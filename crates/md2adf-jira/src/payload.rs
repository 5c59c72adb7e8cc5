//! Request payloads for issue, comment and worklog endpoints.
//!
//! Rich-text fields take a converted [`Document`] and are sent as ADF.

use md2adf_converter::Document;
use serde_json::{Map, Value, json};

/// Fields of a new issue.
#[derive(Debug, Clone)]
pub struct IssueDraft {
    /// Project key.
    pub project_key: String,
    /// Summary line.
    pub summary: String,
    /// Issue type name, e.g. `Task` or `Sub-task`.
    pub issue_type: String,
    /// Description.
    pub description: Option<Document>,
    /// Parent epic or issue key.
    pub parent_key: Option<String>,
    /// Assignee account ID.
    pub assignee_account_id: Option<String>,
}

impl IssueDraft {
    /// Draft with the required fields set.
    pub fn new(
        project_key: impl Into<String>,
        summary: impl Into<String>,
        issue_type: impl Into<String>,
    ) -> Self {
        Self {
            project_key: project_key.into(),
            summary: summary.into(),
            issue_type: issue_type.into(),
            description: None,
            parent_key: None,
            assignee_account_id: None,
        }
    }

    /// Set the description.
    #[must_use]
    pub fn with_description(mut self, description: Document) -> Self {
        self.description = Some(description);
        self
    }

    /// Set the parent epic or issue.
    #[must_use]
    pub fn with_parent(mut self, parent_key: impl Into<String>) -> Self {
        self.parent_key = Some(parent_key.into());
        self
    }

    /// Set the assignee.
    #[must_use]
    pub fn with_assignee(mut self, account_id: impl Into<String>) -> Self {
        self.assignee_account_id = Some(account_id.into());
        self
    }

    /// Body of `POST /issue`.
    pub fn to_payload(&self) -> Value {
        let mut fields = Map::new();
        fields.insert("project".to_owned(), json!({ "key": self.project_key }));
        fields.insert("summary".to_owned(), json!(self.summary));
        fields.insert("issuetype".to_owned(), json!({ "name": self.issue_type }));
        if let Some(parent) = &self.parent_key {
            fields.insert("parent".to_owned(), json!({ "key": parent }));
        }
        if let Some(description) = &self.description {
            fields.insert("description".to_owned(), description.to_adf_value());
        }
        if let Some(account_id) = &self.assignee_account_id {
            fields.insert("assignee".to_owned(), json!({ "accountId": account_id }));
        }
        json!({ "fields": fields })
    }
}

/// Field changes for an existing issue. Unset fields are left unchanged.
#[derive(Debug, Clone, Default)]
pub struct IssueUpdate {
    /// New summary line.
    pub summary: Option<String>,
    /// New description.
    pub description: Option<Document>,
    /// New parent epic.
    pub parent_key: Option<String>,
}

impl IssueUpdate {
    /// Returns `true` if no field would change.
    pub fn is_empty(&self) -> bool {
        self.summary.is_none() && self.description.is_none() && self.parent_key.is_none()
    }

    /// Body of `PUT /issue/{key}`.
    pub fn to_payload(&self) -> Value {
        let mut fields = Map::new();
        if let Some(summary) = &self.summary {
            fields.insert("summary".to_owned(), json!(summary));
        }
        if let Some(description) = &self.description {
            fields.insert("description".to_owned(), description.to_adf_value());
        }
        if let Some(parent) = &self.parent_key {
            fields.insert("parent".to_owned(), json!({ "key": parent }));
        }
        json!({ "fields": fields })
    }
}

/// Body of `POST /issue/{key}/comment`.
pub(crate) fn comment_payload(body: &Document) -> Value {
    json!({ "body": body.to_adf_value() })
}

/// Body of `POST /issue/{key}/worklog`.
pub(crate) fn worklog_payload(time_spent_seconds: u64, comment: Option<&Document>) -> Value {
    let mut payload = json!({ "timeSpentSeconds": time_spent_seconds });
    if let Some(comment) = comment {
        payload["comment"] = comment.to_adf_value();
    }
    payload
}

#[cfg(test)]
mod tests {
    use super::*;
    use md2adf_converter::convert;
    use pretty_assertions::assert_eq;

    #[test]
    fn test_minimal_draft() {
        let draft = IssueDraft::new("OPS", "Fix login", "Bug");
        assert_eq!(
            draft.to_payload(),
            json!({
                "fields": {
                    "project": { "key": "OPS" },
                    "summary": "Fix login",
                    "issuetype": { "name": "Bug" }
                }
            })
        );
    }

    #[test]
    fn test_full_draft() {
        let draft = IssueDraft::new("OPS", "Subtask", "Sub-task")
            .with_parent("OPS-1")
            .with_assignee("acc-1")
            .with_description(convert("**Note**"));
        let payload = draft.to_payload();
        assert_eq!(payload["fields"]["parent"], json!({ "key": "OPS-1" }));
        assert_eq!(payload["fields"]["assignee"], json!({ "accountId": "acc-1" }));
        assert_eq!(payload["fields"]["description"]["type"], "doc");
        assert_eq!(
            payload["fields"]["description"]["content"][0]["content"][0]["marks"][0]["type"],
            "strong"
        );
    }

    #[test]
    fn test_update_only_set_fields() {
        let update = IssueUpdate {
            summary: Some("New title".to_owned()),
            ..Default::default()
        };
        assert!(!update.is_empty());
        assert_eq!(
            update.to_payload(),
            json!({ "fields": { "summary": "New title" } })
        );
        assert!(IssueUpdate::default().is_empty());
    }

    #[test]
    fn test_comment_payload() {
        let payload = comment_payload(&convert("done"));
        assert_eq!(
            payload,
            json!({
                "body": {
                    "type": "doc",
                    "version": 1,
                    "content": [{
                        "type": "paragraph",
                        "content": [{ "type": "text", "text": "done" }]
                    }]
                }
            })
        );
    }

    #[test]
    fn test_worklog_payload() {
        assert_eq!(
            worklog_payload(5400, None),
            json!({ "timeSpentSeconds": 5400 })
        );
        let with_comment = worklog_payload(60, Some(&convert("- reviewed")));
        assert_eq!(with_comment["comment"]["content"][0]["type"], "bulletList");
    }
}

# WHAT THE EXERCISE ASKS
Show a copy of each line from the data that includes the word "done".

# RESPONSE TO THE TASK
        let payload = comment_payload(&convert("done"));
                        "content": [{ "type": "text", "text": "done" }]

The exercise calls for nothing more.